时苏睡前反复看着景继寒那个头像,不信景继寒没看见那上面有自己的倒影。
暗骂自己神经大条居然当时没注意到。
同时,却又反反复复的将那个头像图片放大,一遍一遍的看。
看着看着就捧着手机睡着了。
梦里,时绵绵抱着景继寒的腿,甜甜的喊:“纪寒叔叔,我以后都可以喊你爸爸了吗?”
梦中的景象中仿佛有一层层的迷雾,穿透迷雾,仿佛再次看见当初在悬崖下浑身是血的那个男人,这一次她没有再吓的转身就跑,而是和时绵绵一起蹲在他身边,绵绵一脸好奇的看着男人的脸说:“妈咪,我们把这个人捡回去,他就是我爸爸了呀?怎么都是血呀?他受伤了吗?”

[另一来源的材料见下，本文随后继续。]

//! Authentication extractors.
//!
//! - `AuthUser` - end-user authentication via a JWT verified against JWKS
//! - `AdminUser` - an `AuthUser` whose token carries the `admin` role
//! - `ServiceAuth` - worker-to-service authentication via API key

use std::collections::HashMap;
use std::sync::Arc;
use std::time::{Duration, Instant};

use axum::async_trait;
use axum::extract::FromRequestParts;
use axum::http::request::Parts;
use jsonwebtoken::{decode, decode_header, Algorithm, DecodingKey, Validation};
use serde::{Deserialize, Serialize};
use tokio::sync::RwLock;

use clipledger_core::UserId;

use crate::crypto::constant_time_eq;
use crate::error::ApiError;
use crate::state::AppState;

// ============================================================================
// Constants
// ============================================================================

/// How long to cache JWKS keys before refreshing.
const JWKS_CACHE_DURATION: Duration = Duration::from_secs(3600); // 1 hour

/// Timeout for JWKS fetch requests.
const JWKS_FETCH_TIMEOUT: Duration = Duration::from_secs(10);

/// Role claim value that unlocks the admin endpoints.
pub const ADMIN_ROLE: &str = "admin";

/// An authenticated user extracted from a bearer token.
#[derive(Debug, Clone)]
pub struct AuthUser {
    /// The user ID.
    pub user_id: UserId,
    /// Role claim, if the token carries one.
    pub role: Option<String>,
}

impl AuthUser {
    /// Whether the token carries the admin role.
    #[must_use]
    pub fn is_admin(&self) -> bool {
        self.role.as_deref() == Some(ADMIN_ROLE)
    }
}

#[async_trait]
impl FromRequestParts<Arc<AppState>> for AuthUser {
    type Rejection = ApiError;

    async fn from_request_parts(
        parts: &mut Parts,
        state: &Arc<AppState>,
    ) -> Result<Self, Self::Rejection> {
        let auth_header = parts
            .headers
            .get("authorization")
            .and_then(|v| v.to_str().ok())
            .ok_or(ApiError::Unauthorized)?;

        let token = auth_header
            .strip_prefix("Bearer ")
            .ok_or(ApiError::Unauthorized)?;

        // Test tokens are compiled in only for tests and the "test-auth" feature.
        #[cfg(any(test, feature = "test-auth"))]
        if let Some(user) = test_token_user(token) {
            return user;
        }

        let claims = state.jwks.validate(token).await?;

        let role = claims.role();
        let user_id = claims
            .sub
            .parse::<UserId>()
            .map_err(|_| ApiError::Unauthorized)?;

        Ok(AuthUser { user_id, role })
    }
}

#[cfg(any(test, feature = "test-auth"))]
fn test_token_user(token: &str) -> Option<Result<AuthUser, ApiError>> {
    let (id, role) = if let Some(id) = token.strip_prefix("test-token:") {
        (id, None)
    } else if let Some(id) = token.strip_prefix("test-admin:") {
        (id, Some(ADMIN_ROLE.to_string()))
    } else {
        return None;
    };

    Some(
        id.parse::<UserId>()
            .map(|user_id| AuthUser { user_id, role })
            .map_err(|_| ApiError::Unauthorized),
    )
}

/// An authenticated administrator.
#[derive(Debug, Clone)]
pub struct AdminUser(pub AuthUser);

#[async_trait]
impl FromRequestParts<Arc<AppState>> for AdminUser {
    type Rejection = ApiError;

    async fn from_request_parts(
        parts: &mut Parts,
        state: &Arc<AppState>,
    ) -> Result<Self, Self::Rejection> {
        let user = AuthUser::from_request_parts(parts, state).await?;
        if !user.is_admin() {
            tracing::warn!(user_id = %user.user_id, "Admin endpoint refused");
            return Err(ApiError::Forbidden);
        }
        Ok(AdminUser(user))
    }
}

/// Service authentication via API key.
///
/// Used by compute workers reporting job outcomes.
#[derive(Debug, Clone)]
pub struct ServiceAuth {
    /// The service name or identifier.
    pub service_name: String,
}

#[async_trait]
impl FromRequestParts<Arc<AppState>> for ServiceAuth {
    type Rejection = ApiError;

    async fn from_request_parts(
        parts: &mut Parts,
        state: &Arc<AppState>,
    ) -> Result<Self, Self::Rejection> {
        let api_key = parts
            .headers
            .get("x-api-key")
            .and_then(|v| v.to_str().ok())
            .ok_or(ApiError::Unauthorized)?;

        let expected_key = state
            .config
            .service_api_key
            .as_ref()
            .ok_or(ApiError::Unauthorized)?;

        if !constant_time_eq(api_key, expected_key) {
            return Err(ApiError::Unauthorized);
        }

        let service_name = parts
            .headers
            .get("x-service-name")
            .and_then(|v| v.to_str().ok())
            .unwrap_or("unknown")
            .to_string();

        Ok(ServiceAuth { service_name })
    }
}

/// JWT claims we read.
#[derive(Debug, Clone, Serialize, Deserialize)]
pub struct JwtClaims {
    /// Subject (user ID).
    pub sub: String,
    /// Audience (can be string or array).
    #[serde(default)]
    pub aud: Option<serde_json::Value>,
    /// Issuer.
    pub iss: String,
    /// Expiration time.
    pub exp: i64,
    /// Top-level role claim.
    #[serde(default)]
    pub role: Option<String>,
    /// Custom session metadata; `metadata.role` is honored as well.
    #[serde(default)]
    pub metadata: Option<serde_json::Value>,
}

impl JwtClaims {
    /// Role from the top-level claim or from `metadata.role`.
    #[must_use]
    pub fn role(&self) -> Option<String> {
        self.role.clone().or_else(|| {
            self.metadata
                .as_ref()
                .and_then(|m| m.get("role"))
                .and_then(|r| r.as_str())
                .map(str::to_string)
        })
    }
}

// ============================================================================
// JWKS Client and JWT Validation
// ============================================================================

/// JWKS (JSON Web Key Set) response structure.
#[derive(Debug, Clone, Deserialize)]
pub struct Jwks {
    /// List of JWK keys.
    pub keys: Vec<Jwk>,
}

/// Single JSON Web Key.
#[derive(Debug, Clone, Deserialize)]
pub struct Jwk {
    /// Key type (e.g., "RSA").
    pub kty: String,
    /// Key ID.
    pub kid: Option<String>,
    /// RSA public key modulus (base64url encoded).
    pub n: Option<String>,
    /// RSA public key exponent (base64url encoded).
    pub e: Option<String>,
}

struct CachedKeys {
    keys: HashMap<String, DecodingKey>,
    default_key: Option<DecodingKey>,
    last_updated: Option<Instant>,
}

impl CachedKeys {
    fn is_expired(&self) -> bool {
        self.last_updated
            .map_or(true, |t| t.elapsed() >= JWKS_CACHE_DURATION)
    }

    fn lookup(&self, kid: Option<&str>) -> Option<DecodingKey> {
        match kid {
            Some(kid) => self.keys.get(kid).cloned(),
            None => self.default_key.clone(),
        }
    }
}

/// Verifies user tokens against the issuer's JWKS, caching keys for an hour.
pub struct JwksVerifier {
    client: reqwest::Client,
    url: String,
    issuer: String,
    audience: String,
    cache: RwLock<CachedKeys>,
}

impl std::fmt::Debug for JwksVerifier {
    fn fmt(&self, f: &mut std::fmt::Formatter<'_>) -> std::fmt::Result {
        f.debug_struct("JwksVerifier")
            .field("url", &self.url)
            .field("issuer", &self.issuer)
            .field("audience", &self.audience)
            .finish_non_exhaustive()
    }
}

impl JwksVerifier {
    /// Create a verifier. Keys are fetched lazily on first use.
    #[must_use]
    pub fn new(
        url: impl Into<String>,
        issuer: impl Into<String>,
        audience: impl Into<String>,
    ) -> Self {
        let client = reqwest::Client::builder()
            .timeout(JWKS_FETCH_TIMEOUT)
            .build()
            .unwrap_or_else(|_| reqwest::Client::new());

        Self {
            client,
            url: url.into(),
            issuer: issuer.into(),
            audience: audience.into(),
            cache: RwLock::new(CachedKeys {
                keys: HashMap::new(),
                default_key: None,
                last_updated: None,
            }),
        }
    }

    /// Validate a token: RS256 signature, expiry, issuer and audience.
    pub async fn validate(&self, token: &str) -> Result<JwtClaims, ApiError> {
        let header = decode_header(token).map_err(|e| {
            tracing::debug!(error = %e, "Failed to decode JWT header");
            ApiError::Unauthorized
        })?;

        let decoding_key = self.decoding_key(header.kid.as_deref()).await?;

        let mut validation = Validation::new(Algorithm::RS256);
        validation.set_audience(&[&self.audience]);
        validation.set_issuer(&[&self.issuer]);

        let token_data = decode::<JwtClaims>(token, &decoding_key, &validation).map_err(|e| {
            tracing::debug!(error = %e, "JWT validation failed");
            ApiError::Unauthorized
        })?;

        Ok(token_data.claims)
    }

    async fn decoding_key(&self, kid: Option<&str>) -> Result<DecodingKey, ApiError> {
        {
            let cache = self.cache.read().await;
            if !cache.is_expired() {
                if let Some(key) = cache.lookup(kid) {
                    return Ok(key);
                }
            }
        }

        // Cache miss or expired: an unknown kid may mean the issuer rotated keys.
        let jwks = self.fetch().await?;

        let mut cache = self.cache.write().await;
        cache.keys.clear();
        cache.default_key = None;
        cache.last_updated = Some(Instant::now());

        for jwk in &jwks.keys {
            if let Some(decoding_key) = jwk_to_decoding_key(jwk) {
                if let Some(ref key_kid) = jwk.kid {
                    cache.keys.insert(key_kid.clone(), decoding_key.clone());
                }
                if cache.default_key.is_none() {
                    cache.default_key = Some(decoding_key);
                }
            }
        }

        cache.lookup(kid).ok_or(ApiError::Unauthorized)
    }

    async fn fetch(&self) -> Result<Jwks, ApiError> {
        tracing::debug!(url = %self.url, "Fetching JWKS");

        let response = self.client.get(&self.url).send().await.map_err(|e| {
            tracing::error!(error = %e, url = %self.url, "Failed to fetch JWKS");
            ApiError::ExternalService("Failed to fetch authentication keys".into())
        })?;

        if !response.status().is_success() {
            tracing::error!(
                status = %response.status(),
                url = %self.url,
                "JWKS fetch returned non-success status"
            );
            return Err(ApiError::ExternalService(
                "Failed to fetch authentication keys".into(),
            ));
        }

        let jwks: Jwks = response.json().await.map_err(|e| {
            tracing::error!(error = %e, "Failed to parse JWKS response");
            ApiError::ExternalService("Failed to parse authentication keys".into())
        })?;

        tracing::info!(keys_count = %jwks.keys.len(), "JWKS fetched successfully");

        Ok(jwks)
    }
}

fn jwk_to_decoding_key(jwk: &Jwk) -> Option<DecodingKey> {
    if jwk.kty != "RSA" {
        tracing::debug!(kty = %jwk.kty, "Skipping non-RSA JWK");
        return None;
    }

    let n = jwk.n.as_ref()?;
    let e = jwk.e.as_ref()?;

    DecodingKey::from_rsa_components(n, e).ok()
}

梦里的时苏一脸笃定的拍胸脯说:“交给老娘,他死不了!”
眼前仿佛有光芒映过,景象变成了一场结婚典礼的教堂,时苏穿着洁白的婚纱一脸幸福的向里走。
在教堂门因为她的到来而缓缓开启时,才陡然看见,教堂中空空如也。
一个宾客也没有。
甚至也没有时绵绵。
没有景继寒。
黑漆漆的教堂里,传出不知是什么人的声音,幽深寒凉——
“时苏,你只有一个人走进教堂吗?应该送你步入婚姻殿堂的父亲在哪里?”
“我没有父亲。”时苏回答的干脆而果断。
“那么,你女儿真正的爸爸是谁?”
那声音,冷而高傲的像一个审判者,明明那么冰冷,却又仿佛刀子一样直扎入心。
时苏倏地捏紧手中的花束,仿佛是被玫瑰花束下没有清理干净的刺扎伤了手,明明感觉不到疼,却有汩汩的血顺着指缝流淌而下,一滴滴落在洁白的婚纱裙上。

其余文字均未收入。